EXERCISE GOAL
Below are the records; copy every line in them that holds the string "presencas".
═══ MATERIAL FOR THIS EXERCISE
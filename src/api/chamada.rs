use axum::{
    extract::{Path, State},
    http::StatusCode,
    routing::{delete, get},
    Json, Router,
};
use serde::{Deserialize, Serialize, Serializer};
use std::collections::BTreeMap;

use crate::api::middleware::state::AppState;
use crate::error::{AppError, Result};
use crate::models::{Role, RosterEntry};
use crate::services::attendance::{self, Caller};

const ENROLL_ACTION: &str = "Adicionar";

#[derive(Debug, Deserialize)]
pub struct EnrollRequest {
    pub nome: String,
    pub matricula: String,
    #[serde(rename = "type")]
    pub action: Option<String>,
}

/// One roster line as the client renders it
#[derive(Debug, Serialize)]
pub struct AlunoView {
    pub nome: String,
    pub matricula: String,
    pub presencas: i64,
}

impl From<RosterEntry> for AlunoView {
    fn from(entry: RosterEntry) -> Self {
        Self {
            nome: entry.student_name,
            matricula: entry.student_registration_number,
            presencas: entry.presence_count,
        }
    }
}

/// Roster keyed by student name, in enrollment order.
#[derive(Debug)]
pub struct Alunos(Vec<RosterEntry>);

impl Serialize for Alunos {
    fn serialize<S: Serializer>(&self, serializer: S) -> std::result::Result<S::Ok, S::Error> {
        #[derive(Serialize)]
        struct Line<'a> {
            matricula: &'a str,
            presencas: i64,
        }

        serializer.collect_map(self.0.iter().map(|entry| {
            (
                entry.student_name.as_str(),
                Line {
                    matricula: &entry.student_registration_number,
                    presencas: entry.presence_count,
                },
            )
        }))
    }
}

#[derive(Debug, Serialize)]
#[serde(untagged)]
pub enum ChamadaResponse {
    Teacher { alunos: Alunos },
    Student { teachers: BTreeMap<String, i64> },
}

#[derive(Debug, Serialize)]
pub struct EnrollResponse {
    pub message: &'static str,
    pub aluno: AlunoView,
}

#[derive(Debug, Serialize)]
pub struct TotalsResponse {
    pub teachers: BTreeMap<String, i64>,
}

async fn view_chamada(
    State(state): State<AppState>,
    caller: Caller,
) -> Result<Json<ChamadaResponse>> {
    let response = match caller.role {
        Role::Teacher => ChamadaResponse::Teacher {
            alunos: Alunos(attendance::view_own_roster(&state.pool, &caller).await?),
        },
        Role::Student => ChamadaResponse::Student {
            teachers: attendance::view_aggregate(&state.pool, &caller).await?,
        },
    };

    Ok(Json(response))
}

async fn enroll(
    State(state): State<AppState>,
    caller: Caller,
    Json(req): Json<EnrollRequest>,
) -> Result<(StatusCode, Json<EnrollResponse>)> {
    if let Some(action) = req.action.as_deref() {
        if action != ENROLL_ACTION {
            return Err(AppError::Validation(format!(
                "Unsupported roster action: {}",
                action
            )));
        }
    }

    let entry = attendance::enroll_student(&state.pool, &caller, &req.nome, &req.matricula).await?;

    Ok((
        StatusCode::CREATED,
        Json(EnrollResponse {
            message: "Student enrolled",
            aluno: entry.into(),
        }),
    ))
}

async fn remove(
    State(state): State<AppState>,
    caller: Caller,
    Path(name): Path<String>,
) -> Result<StatusCode> {
    attendance::remove_student(&state.pool, &caller, &name).await?;

    Ok(StatusCode::NO_CONTENT)
}

async fn class_totals(
    State(state): State<AppState>,
    caller: Caller,
) -> Result<Json<TotalsResponse>> {
    let teachers = attendance::view_class_totals(&state.pool, &caller).await?;

    Ok(Json(TotalsResponse { teachers }))
}

pub fn router() -> Router<AppState> {
    Router::new()
        .route("/chamada", get(view_chamada).post(enroll))
        .route("/chamada/totais", get(class_totals))
        .route("/chamada/:name", delete(remove))
}

#[cfg(test)]
mod tests {
    use super::*;
    use chrono::Utc;
    use uuid::Uuid;

    fn entry(id: i64, name: &str, reg: &str, count: i64) -> RosterEntry {
        RosterEntry {
            id,
            teacher_id: Uuid::nil(),
            student_name: name.to_string(),
            student_registration_number: reg.to_string(),
            presence_count: count,
            enrolled_at: Utc::now(),
        }
    }

    #[test]
    fn test_alunos_keep_enrollment_order() {
        let response = ChamadaResponse::Teacher {
            alunos: Alunos(vec![entry(1, "Zeca", "9", 2), entry(2, "Alice", "1", 0)]),
        };

        let json = serde_json::to_string(&response).unwrap();
        assert_eq!(
            json,
            r#"{"alunos":{"Zeca":{"matricula":"9","presencas":2},"Alice":{"matricula":"1","presencas":0}}}"#
        );
    }

    #[test]
    fn test_student_view_shape() {
        let response = ChamadaResponse::Student {
            teachers: BTreeMap::from([("Ana".to_string(), 3)]),
        };

        assert_eq!(
            serde_json::to_value(&response).unwrap(),
            serde_json::json!({ "teachers": { "Ana": 3 } })
        );
    }
}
══════
ANSWER TO THIS PROBLEM
    pub presencas: i64,
            presencas: entry.presence_count,
            presencas: i64,
                    presencas: entry.presence_count,
            r#"{"alunos":{"Zeca":{"matricula":"9","presencas":2},"Alice":{"matricula":"1","presencas":0}}}"#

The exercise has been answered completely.